Críticas e reflexões sobre a decisão
O Ministério Público do Trabalho criticou a medida, alegando que sindicatos e empresas não poderiam negociar sobre cotas de aprendizagem, por se tratar de política pública de interesse coletivo. Alguns setores também argumentam que excluir categorias da base de cálculo compromete o direito à qualificação profissional dos jovens.
Essas críticas levantam uma questão importante: estamos diante de uma renúncia de direitos ou de uma adaptação necessária? A decisão do TRT-SP mostra que não se trata de negar oportunidades, mas de evitar incoerências legais.
Aprendizagem com segurança e coerência
Jovens continuam tendo direito à formação profissional, mas em funções compatíveis com sua idade e segurança. A negociação coletiva, nesse caso, funcionou como um ajuste racional, evitando que a lei seja aplicada de forma cega e ineficaz.
A decisão também convida à reflexão sobre o papel do Estado na regulação do trabalho. Em certos contextos, permitir que os próprios atores sociais negociem soluções pode ser mais eficaz do que impor regras genéricas.

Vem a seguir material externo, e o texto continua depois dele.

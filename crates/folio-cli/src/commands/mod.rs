//! Command implementations.

mod articles;
mod config;
mod history;
mod search;
mod watch;

pub use articles::{NewArticle, categories, create, latest, list, show, tags};
pub use config::show_config;
pub use history::{restore, version, versions};
pub use search::{popular, search};
pub use watch::{rescan, watch};
//! Output helpers shared by the commands.

use anyhow::Result;
use chrono::{DateTime, Utc};
use colored::Colorize;
use folio_core::ArticleSummary;
use serde::Serialize;

pub use crate::cli::OutputFormat;

/// Print `value` as pretty JSON on stdout.
pub fn print_json<T: Serialize + ?Sized>(value: &T) -> Result<()> {
    println!("{}", serde_json::to_string_pretty(value)?);
    Ok(())
}

pub fn format_date(date: DateTime<Utc>) -> String {
    date.format("%Y-%m-%d").to_string()
}

/// One listing line: date, slug, title and tags.
pub fn print_summary(article: &ArticleSummary) {
    let tags = if article.tags.is_empty() {
        String::new()
    } else {
        format!(" [{}]", article.tags.join(", "))
    };
    println!(
        "{}  {}  {}{}",
        format_date(article.created_at).dimmed(),
        article.slug.cyan(),
        article.title.bold(),
        tags.dimmed()
    );
}
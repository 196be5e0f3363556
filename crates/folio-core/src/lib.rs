//! # folio-core
//!
//! A live, file-backed article store with version history.
//!
//! Articles are markdown files with a YAML front matter block. The store
//! loads them into an in-memory index, watches the directory for changes and
//! serves consistent snapshots to readers while files are edited underneath
//! it. Every content change is recorded in an append-only version ledger and
//! any version can be restored.
//!
//! ## Architecture
//!
//! - **Watching**: debounced filesystem events ([`PathWatcher`])
//! - **Parsing**: front matter to [`Article`] ([`FrontMatterParser`])
//! - **History**: append-only ledger on disk ([`VersionStore`])
//! - **Index**: copy-on-write snapshots swapped atomically ([`ContentIndex`])
//! - **Caching**: LRU + TTL response cache ([`ResponseCache`])
//! - **Search**: optional Tantivy index and popular queries ([`SearchIndexer`])
//! - **Service**: the facade tying it together ([`ContentService`])
//!
//! ## Quick Start
//!
//! ```rust
//! use folio_core::{Config, ContentService, ListFilter};
//!
//! let dir = tempfile::tempdir()?;
//! let articles = dir.path().join("articles");
//! std::fs::create_dir_all(&articles)?;
//! std::fs::write(articles.join("hello.md"), "---\ntitle: Hello\n---\nFirst post\n")?;
//!
//! let config = Config {
//!     article_dir: articles,
//!     data_dir: dir.path().join("data"),
//!     ..Config::default()
//! };
//! let service = ContentService::open(config)?;
//!
//! let article = service.get_article("hello")?;
//! assert_eq!(article.title, "Hello");
//! assert_eq!(article.version, 1);
//!
//! let page = service.list_articles(&ListFilter::default(), 1, 10)?;
//! assert_eq!(page.total, 1);
//! # Ok::<(), Box<dyn std::error::Error>>(())
//! ```
//!
//! ## Error Handling
//!
//! All operations return [`Result<T, Error>`]. Typed outcomes such as
//! [`Error::ArticleNotFound`] map onto stable API codes through
//! [`Error::api_code`]; internal failures render as a generic message via
//! [`Error::public_message`].

/// Bounded LRU + TTL response cache
pub mod cache;
/// Store configuration
pub mod config;
/// Error types and result aliases
pub mod error;
/// Copy-on-write article index
pub mod index;
/// Front matter parsing and rendering
pub mod parser;
/// Full-text search and popular queries
pub mod search;
/// The content service facade
pub mod service;
/// Core data types
pub mod types;
/// Append-only version ledger
pub mod versions;
/// Debounced filesystem watching
pub mod watcher;

pub use cache::{CacheStatsSummary, ResponseCache};
pub use config::Config;
pub use error::{ApiErrorCode, Error, Result};
pub use index::{ContentIndex, IndexChange, IndexSnapshot, Page};
pub use parser::FrontMatterParser;
pub use search::{FullTextBackend, QueryTracker, SearchIndexer, TantivyBackend};
pub use service::{ApplyOutcome, ContentService, RescanReport, WatchHandle};
pub use types::{
    Article, ArticleInput, ArticleMeta, ArticlePage, ArticleSummary, Categories, CategoryNode,
    ListFilter, PopularQuery, SearchHit, VersionDescriptor, VersionReason, VersionRecord,
};
pub use versions::VersionStore;
pub use watcher::{ChangeEvent, ChangeKind, Debouncer, PathWatcher, WatchSignal, WatcherTask};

Conclusão: quando o bom senso aperfeiçoa a lei
A exclusão dos vigilantes do cálculo da cota de aprendizes não subverte a política de inclusão — ela a torna mais realista e segura. A decisão do TRT-SP valoriza o diálogo social e mostra que a negociação coletiva pode ser uma ferramenta legítima para adaptar a legislação às especificidades de cada setor.
Em vez de aplicar a lei de forma rígida e desconectada da realidade, essa solução promove uma justiça do trabalho mais inteligente, contextualizada e sensível às diferenças legítimas entre funções e faixas etárias.